Anti-aggregation effect of aroxyalkyl derivatives of 2-methoxyphenylpiperazine is due to their 5-HT2A and α2-adrenoceptor antagonistic properties. A comparison with ketanserin, sarpogrelate, prazosin, yohimbine and ARC239

Serotonin (5-HT) and adrenaline acting at platelet 5-HT2A-serotoninergic and alpha(2)-adrenergic receptors are involved in platelet aggregation. We have evaluated the antagonistic potency at 5-HT2A, alpha(2A)-, and alpha(2B)-adrenoceptors as well as an anti-aggregation effect of aroxyalkyl derivatives of 2-methoxyphenylpiperazine and compared them with ketanserin, sarpogrelate, prazosin, yohimbine and ARC239 (2-[2-[4-(o-methoxyphenyl)piperazin-1-yl]-ethyl]-4,4-dimethyl-1,3-(2H, 4H)-isoquinolindione). Functional bioassays at cells expressing human receptors, revealed studied compounds to be moderate antagonists of 5-HT2A and alpha(2)-adrenoceptors, with around 2-7 times stronger antagonistic effect at alpha(2B) subtype than alpha(2A) subtype. Further, studied compounds inhibited 5-HT2A-mediated contraction in isolated rat aortic rings and 5-HT vasopressor response in rat in vivo.
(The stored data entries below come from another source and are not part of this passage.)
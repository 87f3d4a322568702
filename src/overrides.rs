//! Override resolution for releases.
//!
//! Helm applies value files and `--set` pairs with last-wins semantics, so
//! the order produced here is the precedence order:
//!
//! 1. value files given for the whole run
//! 2. `values/<release>/default.yaml`
//! 3. the release's own value files
//! 4. `values/<release>/<cluster>.yaml`
//! 5. the release's key overrides, as a single `--set`
//!
//! Optional sources that are missing or fail to resolve are skipped with a
//! warning; nothing here aborts a release. Results are recomputed on every
//! call.

use std::path::{Path, PathBuf};

use tracing::{debug, info, warn};

use crate::command::Argument;
use crate::config::Release;

/// Directory holding per-release value files, relative to the base directory.
pub const VALUES_DIR: &str = "values";

/// Computes the override arguments for releases of one cluster.
#[derive(Debug, Clone)]
pub struct OverrideResolver<'a> {
    value_files: &'a [String],
    cluster_name: &'a str,
    base_dir: PathBuf,
}

/// Override arguments for one release.
#[derive(Debug, Clone, Default, PartialEq, Eq)]
pub struct ResolvedOverrides {
    /// `-f <path>` arguments in precedence order.
    pub files: Vec<Argument>,
    /// Combined `--set k=v,...` argument, secret.
    pub set: Option<Argument>,
    /// Warnings recorded while resolving.
    pub warnings: Vec<String>,
}

impl<'a> OverrideResolver<'a> {
    /// Creates a resolver for the given run-wide value files and cluster.
    #[must_use]
    pub const fn new(value_files: &'a [String], cluster_name: &'a str) -> Self {
        Self {
            value_files,
            cluster_name,
            base_dir: PathBuf::new(),
        }
    }

    /// Looks for `values/` under `dir` instead of the current directory.
    #[must_use]
    pub fn with_base_dir(mut self, dir: impl Into<PathBuf>) -> Self {
        self.base_dir = dir.into();
        self
    }

    /// Path of the release's default value file.
    #[must_use]
    pub fn default_values_path(&self, release: &Release) -> PathBuf {
        self.base_dir
            .join(VALUES_DIR)
            .join(&release.name)
            .join("default.yaml")
    }

    /// Path of the release's per-cluster value file, `None` without a
    /// cluster name.
    #[must_use]
    pub fn cluster_values_path(&self, release: &Release) -> Option<PathBuf> {
        (!self.cluster_name.is_empty()).then(|| {
            self.base_dir
                .join(VALUES_DIR)
                .join(&release.name)
                .join(format!("{}.yaml", self.cluster_name))
        })
    }

    /// Resolves the override arguments for a release.
    #[must_use]
    pub fn resolve(&self, release: &Release) -> ResolvedOverrides {
        let mut resolved = ResolvedOverrides::default();

        for file in self.value_files {
            let file = file.trim();
            if file.is_empty() {
                resolved.warn(String::from("Ignoring blank value file name"));
                continue;
            }
            resolved.push_file(file);
        }

        let default_path = self.default_values_path(release);
        if default_path.is_file() {
            resolved.push_file(&default_path.to_string_lossy());
        } else {
            debug!("No default values for {}: {}", release.name, default_path.display());
        }

        for file in &release.value_files {
            if Path::new(file).is_file() {
                resolved.push_file(file);
            } else {
                resolved.warn(format!("Value file does not exist: {file}"));
            }
        }

        if let Some(cluster_path) = self.cluster_values_path(release)
            && cluster_path.is_file()
        {
            resolved.push_file(&cluster_path.to_string_lossy());
        }

        resolved.set = Self::resolve_set(release, &mut resolved.warnings);
        resolved
    }

    fn resolve_set(release: &Release, warnings: &mut Vec<String>) -> Option<Argument> {
        let mut pairs = Vec::with_capacity(release.overrides.len());

        for entry in &release.overrides {
            info!("Overriding value for: {}", entry.target);
            let value = match entry.value.resolve() {
                Ok(value) => value,
                Err(e) => {
                    let message = format!(
                        "Could not get override value for '{}' ({}), skipping: {e}",
                        entry.target,
                        entry.value.source_label()
                    );
                    warn!("{message}");
                    warnings.push(message);
                    continue;
                }
            };
            if value.is_empty() {
                let message = format!("Override value for '{}' is blank", entry.target);
                warn!("{message}");
                warnings.push(message);
            }
            pairs.push(format!("{}={value}", entry.target));
        }

        (!pairs.is_empty()).then(|| Argument::long("set", pairs.join(",")).secret())
    }
}

impl ResolvedOverrides {
    fn push_file(&mut self, path: &str) {
        info!("Adding override file: {path}");
        self.files.push(Argument::short("f", path));
    }

    fn warn(&mut self, message: String) {
        warn!("{message}");
        self.warnings.push(message);
    }

    /// All override arguments in command order.
    #[must_use]
    pub fn arguments(&self) -> Vec<Argument> {
        self.files.iter().cloned().chain(self.set.clone()).collect()
    }

    /// The file paths passed with `-f`, in order.
    #[must_use]
    pub fn file_paths(&self) -> Vec<&str> {
        self.files.iter().map(Argument::value).collect()
    }
}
Studied compounds inhibited collagen stimulated whole rat blood aggregation with compound MH-77 (1-[(2,3-dimethylphenoxy)propyl]-4-(2-methoxyphenyl)piperazine hydrochloride) being more potent than sarpogrelate or yohimbine. They also inhibited 5-HT/adrenaline-, amplified ADP- or collagen-induced platelet aggregation. Simultaneous, moderate blockade of 5-HT2A serotonin and alpha(2)-adrenergic receptors is effective in preventing aggregation and could constitute alternative antiplatelet therapy.